Читать книгу El misterio de los días - Gloria Liberman - Страница 7
Dos
ОглавлениеEl avión aterriza en el aeropuerto de Tel Aviv. Filas de personas, trámites, maletas, espera, revisiones, preguntas, una gran prueba de paciencia; todo bien. Miro al cielo, era de mañana. Me digo: gracias por haber llegado sana y salva.
A la salida veo a una persona que tiene un cartel con mi nombre, nuevamente ¡gracias! Me dirijo a ella, me ayuda con mi maleta y comenzamos una caminata hasta el estacionamiento. Me habla en inglés, gracias y más gracias; me lleva al lugar donde voy a alojar; otras personas me esperan y me dan la llave de mi habitación.

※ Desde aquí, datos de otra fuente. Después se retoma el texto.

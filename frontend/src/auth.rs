//! 认证模块
//!
//! 管理用户认证状态，与路由系统解耦。
//! 路由服务通过注入的认证信号来检查认证状态。

use bookify::{AppRoute, BookifyApi, ClientConfig, Session, SessionStore};
use leptos::prelude::*;

use crate::web::router::hard_navigate;
use crate::web::{FetchClient, LocalStorage};

/// 认证状态
#[derive(Clone, Debug, Default, PartialEq)]
pub struct AuthState {
    /// 持久化的会话（token 与用户资料）
    pub session: Option<Session>,
    /// 是否已认证，即存储中有完整的会话
    pub is_authenticated: bool,
}

/// 认证上下文
///
/// 包含读写信号，通过 Context 在组件间共享。
#[derive(Clone, Copy)]
pub struct AuthContext {
    pub state: ReadSignal<AuthState>,
    pub set_state: WriteSignal<AuthState>,
}

impl AuthContext {
    pub fn new() -> Self {
        let (state, set_state) = signal(AuthState::default());
        Self { state, set_state }
    }

    /// 获取认证状态信号（用于路由服务注入）
    pub fn is_authenticated_signal(&self) -> Signal<bool> {
        let state = self.state;
        Signal::derive(move || state.get().is_authenticated)
    }

    /// 当前用户名
    pub fn username(&self) -> Signal<Option<String>> {
        let state = self.state;
        Signal::derive(move || state.with(|s| s.session.as_ref().map(|s| s.user.username.clone())))
    }
}

/// 从 Context 获取认证上下文
pub fn use_auth() -> AuthContext {
    use_context::<AuthContext>().expect("AuthContext should be provided")
}

/// 从 Context 获取客户端配置
pub fn use_config() -> ClientConfig {
    use_context::<ClientConfig>().expect("ClientConfig should be provided")
}

/// 基于浏览器 LocalStorage 的会话存储
pub fn session_store(config: &ClientConfig) -> SessionStore<LocalStorage> {
    SessionStore::with_keys(LocalStorage, &config.token_key, &config.user_key)
}

/// 构造带当前 token 的 API 客户端
pub fn use_api() -> BookifyApi<FetchClient> {
    let config = use_config();
    let token = session_store(&config).token();
    BookifyApi::new(FetchClient, &config.api_base_url).with_token(token)
}

/// 从 LocalStorage 恢复认证状态
pub fn init_auth(ctx: &AuthContext, config: &ClientConfig) {
    // load() 会清除只剩一半的会话，认证状态只看完整会话
    let session = session_store(config).load();
    let is_authenticated = session.is_some();
    ctx.set_state.set(AuthState {
        session,
        is_authenticated,
    });
}

/// 注销并清除状态
///
/// 清空存储后整页跳转到登录页，丢弃页面上残留的图书与评论数据。
/// 认证信号保持不变，随整页跳转一起丢弃。
pub fn logout(config: &ClientConfig) {
    session_store(config).clear();
    log::info!("logged out");
    hard_navigate(AppRoute::Login);
}
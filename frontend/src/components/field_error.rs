use leptos::prelude::*;

/// 表单字段下方的错误提示，没有错误时不渲染
#[component]
pub fn FieldError(#[prop(into)] message: Signal<Option<String>>) -> impl IntoView {
    move || {
        message.get().map(|msg| {
            view! {
                <label class="label">
                    <span class="label-text-alt text-error">{msg}</span>
                </label>
            }
        })
    }
}

/// 有错误时给输入框加上错误样式
pub fn input_class(base: &'static str, message: Signal<Option<String>>) -> impl Fn() -> String {
    move || {
        if message.with(Option::is_some) {
            format!("{} input-error", base)
        } else {
            base.to_string()
        }
    }
}
//! 浏览器原生 API 封装模块
//!
//! 把核心库中的抽象 (`HttpClient`、`KeyValueStorage`) 接到浏览器上，
//! 并集中管理对 window.history / window.location 的访问。

pub mod http;
pub mod router;
pub mod storage;

pub use http::FetchClient;
pub use storage::LocalStorage;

Estoy contenta, ha sido un viaje muy largo, necesito descansar un poco, sin embargo, mi cabeza no para de pensar.
Me arreglo rápidamente la cara de trasnochada.
Bajo a la recepción y pido un taxi, quiero llegar pronto y conocer a las personas que han sido uno de los motivos de mi viaje.
Me dirijo al Centro de Kabbalah de Tel Aviv. Traigo un papel con el nombre de mi contacto y le anoto el mío, se lo muestro a la recepcionista, quien me pide que espere un momento mientras la veo caminando por el corredor hacia adentro.
Diez minutos, que se me hicieron más largos que las dieciocho horas de vuelo, y mi voz interior repite “paciencia”. En eso aparece un hombre relativamente joven, con pelo y barba rojos y el sombrerito pequeño llamado “kipá” que le cubre la nuca y que es típico en los religiosos judíos.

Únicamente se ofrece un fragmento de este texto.